Task material Block Start

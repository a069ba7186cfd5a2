//! Shared lifecycle for CAPA, corrective action and preventive action records
//!
//! All three families move through the same graph and capture the same
//! sign-offs, so the transitions live here as provided methods of
//! [`ActionRecord`]; each record type only supplies access to its
//! [`ActionProgress`].

use chrono::{DateTime, Utc};
use serde::{Deserialize, Serialize};

use crate::core::entity::{Latch, Signoff};
use crate::core::identity::{EntityId, EntityPrefix};
use crate::core::links::BackRef;
use crate::core::workflow::{advance, Action, Lifecycle, Rule, State, StateMachine, WorkflowError};

/// Status shared by the action families
#[derive(Debug, Clone, Copy, PartialEq, Eq, Hash, Serialize, Deserialize, Default)]
#[serde(rename_all = "snake_case")]
pub enum ActionStatus {
    #[default]
    Draft,
    Submitted,
    Approved,
    Implemented,
    PendingVerification,
    Verified,
    Closed,
    Rejected,
    Cancelled,
}

impl State for ActionStatus {
    fn as_str(&self) -> &'static str {
        match self {
            ActionStatus::Draft => "draft",
            ActionStatus::Submitted => "submitted",
            ActionStatus::Approved => "approved",
            ActionStatus::Implemented => "implemented",
            ActionStatus::PendingVerification => "pending_verification",
            ActionStatus::Verified => "verified",
            ActionStatus::Closed => "closed",
            ActionStatus::Rejected => "rejected",
            ActionStatus::Cancelled => "cancelled",
        }
    }
}

impl std::fmt::Display for ActionStatus {
    fn fmt(&self, f: &mut std::fmt::Formatter<'_>) -> std::fmt::Result {
        f.write_str(self.as_str())
    }
}

impl std::str::FromStr for ActionStatus {
    type Err = String;

    fn from_str(s: &str) -> Result<Self, Self::Err> {
        CAPA_WORKFLOW.parse(s)
    }
}

use ActionStatus::*;

const ACTION_RULES: &[Rule<ActionStatus>] = &[
    Rule::on(Action::Submit, &[Draft], Submitted),
    Rule::on(Action::Approve, &[Submitted], Approved),
    Rule::on(Action::Reject, &[Draft, Submitted], Rejected),
    Rule::on(Action::Cancel, &[Draft, Submitted], Cancelled),
    Rule::on(Action::Implement, &[Approved], Implemented),
    Rule::on(Action::RequestVerification, &[Implemented], PendingVerification),
    Rule::on(Action::Verify, &[Implemented, PendingVerification], Verified),
    Rule::on(Action::Close, &[Verified], Closed),
];

pub static CAPA_WORKFLOW: StateMachine<ActionStatus> =
    StateMachine::new("CAPA", Draft, ACTION_RULES);

pub static CORRECTIVE_WORKFLOW: StateMachine<ActionStatus> =
    StateMachine::new("corrective action", Draft, ACTION_RULES);

pub static PREVENTIVE_WORKFLOW: StateMachine<ActionStatus> =
    StateMachine::new("preventive action", Draft, ACTION_RULES);

/// Sign-offs and monotonic flags captured along the action lifecycle
#[derive(Debug, Clone, Default, PartialEq, Serialize, Deserialize)]
#[serde(deny_unknown_fields)]
pub struct ActionProgress {
    #[serde(default, skip_serializing_if = "Option::is_none")]
    pub submitted: Option<Signoff>,

    #[serde(default, skip_serializing_if = "Option::is_none")]
    pub approved: Option<Signoff>,

    #[serde(default, skip_serializing_if = "Option::is_none")]
    pub rejected: Option<Signoff>,

    #[serde(default, skip_serializing_if = "Option::is_none")]
    pub rejection_reason: Option<String>,

    #[serde(default, skip_serializing_if = "Option::is_none")]
    pub implemented: Option<Signoff>,

    #[serde(default, skip_serializing_if = "Option::is_none")]
    pub verification_requested: Option<Signoff>,

    #[serde(default, skip_serializing_if = "Option::is_none")]
    pub verified: Option<Signoff>,

    #[serde(default, skip_serializing_if = "Option::is_none")]
    pub closed: Option<Signoff>,

    #[serde(default, skip_serializing_if = "Option::is_none")]
    pub closure_notes: Option<String>,

    #[serde(default, skip_serializing_if = "Option::is_none")]
    pub cancelled: Option<Signoff>,

    #[serde(default)]
    pub is_implemented: Latch,

    #[serde(default)]
    pub is_verified: Latch,

    #[serde(default)]
    pub is_effective: Latch,
}

/// Where an action record originated
#[derive(Debug, Clone, Copy, PartialEq, Eq, Hash, Serialize, Deserialize, Default)]
#[serde(rename_all = "snake_case")]
pub enum ActionSource {
    Ncr,
    NonConformance,
    AuditFinding,
    CustomerComplaint,
    Inspection,
    #[default]
    Internal,
    Other,
}

impl std::fmt::Display for ActionSource {
    fn fmt(&self, f: &mut std::fmt::Formatter<'_>) -> std::fmt::Result {
        match self {
            ActionSource::Ncr => write!(f, "ncr"),
            ActionSource::NonConformance => write!(f, "non_conformance"),
            ActionSource::AuditFinding => write!(f, "audit_finding"),
            ActionSource::CustomerComplaint => write!(f, "customer_complaint"),
            ActionSource::Inspection => write!(f, "inspection"),
            ActionSource::Internal => write!(f, "internal"),
            ActionSource::Other => write!(f, "other"),
        }
    }
}

impl std::str::FromStr for ActionSource {
    type Err = String;

    fn from_str(s: &str) -> Result<Self, Self::Err> {
        match s.to_lowercase().replace('-', "_").as_str() {
            "ncr" => Ok(ActionSource::Ncr),
            "non_conformance" | "nc" => Ok(ActionSource::NonConformance),
            "audit_finding" | "finding" => Ok(ActionSource::AuditFinding),
            "customer_complaint" => Ok(ActionSource::CustomerComplaint),
            "inspection" => Ok(ActionSource::Inspection),
            "internal" => Ok(ActionSource::Internal),
            "other" => Ok(ActionSource::Other),
            _ => Err(format!(
                "Invalid action source: {}. Use ncr, non_conformance, audit_finding, customer_complaint, inspection, internal, or other",
                s
            )),
        }
    }
}

impl ActionSource {
    /// Infer the source kind from a referenced record's prefix
    pub fn from_prefix(prefix: EntityPrefix) -> Option<Self> {
        match prefix {
            EntityPrefix::Ncr => Some(ActionSource::Ncr),
            EntityPrefix::Nc => Some(ActionSource::NonConformance),
            EntityPrefix::Fnd => Some(ActionSource::AuditFinding),
            EntityPrefix::Insp => Some(ActionSource::Inspection),
            _ => None,
        }
    }
}

/// Filter key under which a source reference is listed
pub(crate) fn source_reference(source: &BackRef) -> Option<(&'static str, String)> {
    let id = source.id.as_ref()?;
    let key = match id.prefix() {
        EntityPrefix::Ncr | EntityPrefix::Nc => "ncr_id",
        EntityPrefix::Fnd => "finding_id",
        EntityPrefix::Insp => "inspection_id",
        _ => "source_id",
    };
    Some((key, id.to_string()))
}

/// A record driven by the shared action lifecycle
pub trait ActionRecord: Lifecycle<State = ActionStatus> {
    fn progress(&self) -> &ActionProgress;

    fn progress_mut(&mut self) -> &mut ActionProgress;

    fn submit(&mut self, actor: &str, now: DateTime<Utc>) -> Result<(), WorkflowError> {
        advance(self, Action::Submit)?;
        self.progress_mut().submitted = Some(Signoff::new(actor, now));
        Ok(())
    }

    fn approve(
        &mut self,
        actor: &str,
        now: DateTime<Utc>,
        comment: Option<String>,
    ) -> Result<(), WorkflowError> {
        advance(self, Action::Approve)?;
        self.progress_mut().approved = Some(Signoff::new(actor, now).with_comment(comment));
        Ok(())
    }

    fn reject(&mut self, actor: &str, now: DateTime<Utc>, reason: String) -> Result<(), WorkflowError> {
        advance(self, Action::Reject)?;
        let progress = self.progress_mut();
        progress.rejected = Some(Signoff::new(actor, now));
        progress.rejection_reason = Some(reason);
        Ok(())
    }

    fn implement(&mut self, actor: &str, now: DateTime<Utc>) -> Result<(), WorkflowError> {
        advance(self, Action::Implement)?;
        let progress = self.progress_mut();
        progress.implemented = Some(Signoff::new(actor, now));
        progress.is_implemented.raise();
        Ok(())
    }

    fn request_verification(&mut self, actor: &str, now: DateTime<Utc>) -> Result<(), WorkflowError> {
        advance(self, Action::RequestVerification)?;
        self.progress_mut().verification_requested = Some(Signoff::new(actor, now));
        Ok(())
    }

    fn verify(
        &mut self,
        actor: &str,
        now: DateTime<Utc>,
        is_effective: bool,
        notes: Option<String>,
    ) -> Result<(), WorkflowError> {
        advance(self, Action::Verify)?;
        let progress = self.progress_mut();
        progress.verified = Some(Signoff::new(actor, now).with_comment(notes));
        progress.is_verified.raise();
        progress.is_effective.raise_if(is_effective);
        Ok(())
    }

    fn close(
        &mut self,
        actor: &str,
        now: DateTime<Utc>,
        notes: Option<String>,
    ) -> Result<(), WorkflowError> {
        advance(self, Action::Close)?;
        let progress = self.progress_mut();
        progress.closed = Some(Signoff::new(actor, now));
        progress.closure_notes = notes;
        Ok(())
    }

    fn cancel(
        &mut self,
        actor: &str,
        now: DateTime<Utc>,
        reason: Option<String>,
    ) -> Result<(), WorkflowError> {
        advance(self, Action::Cancel)?;
        self.progress_mut().cancelled = Some(Signoff::new(actor, now).with_comment(reason));
        Ok(())
    }
}

/// Attach a source record to an action, filling in the source kind
pub(crate) fn link_source(
    record_id: &EntityId,
    source: &mut ActionSource,
    link: &mut BackRef,
    id: Option<EntityId>,
    number: Option<String>,
) {
    if let Some(kind) = id.as_ref().and_then(|id| ActionSource::from_prefix(id.prefix())) {
        *source = kind;
    }
    link.annotate(id, number);
    tracing::debug!(record = %record_id, source = %source, "action source recorded");
}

Task material Block End

_Task statement_
Note each line above that holds "Display", then copy all of them.

_Answer_
impl std::fmt::Display for ActionStatus {
impl std::fmt::Display for ActionSource {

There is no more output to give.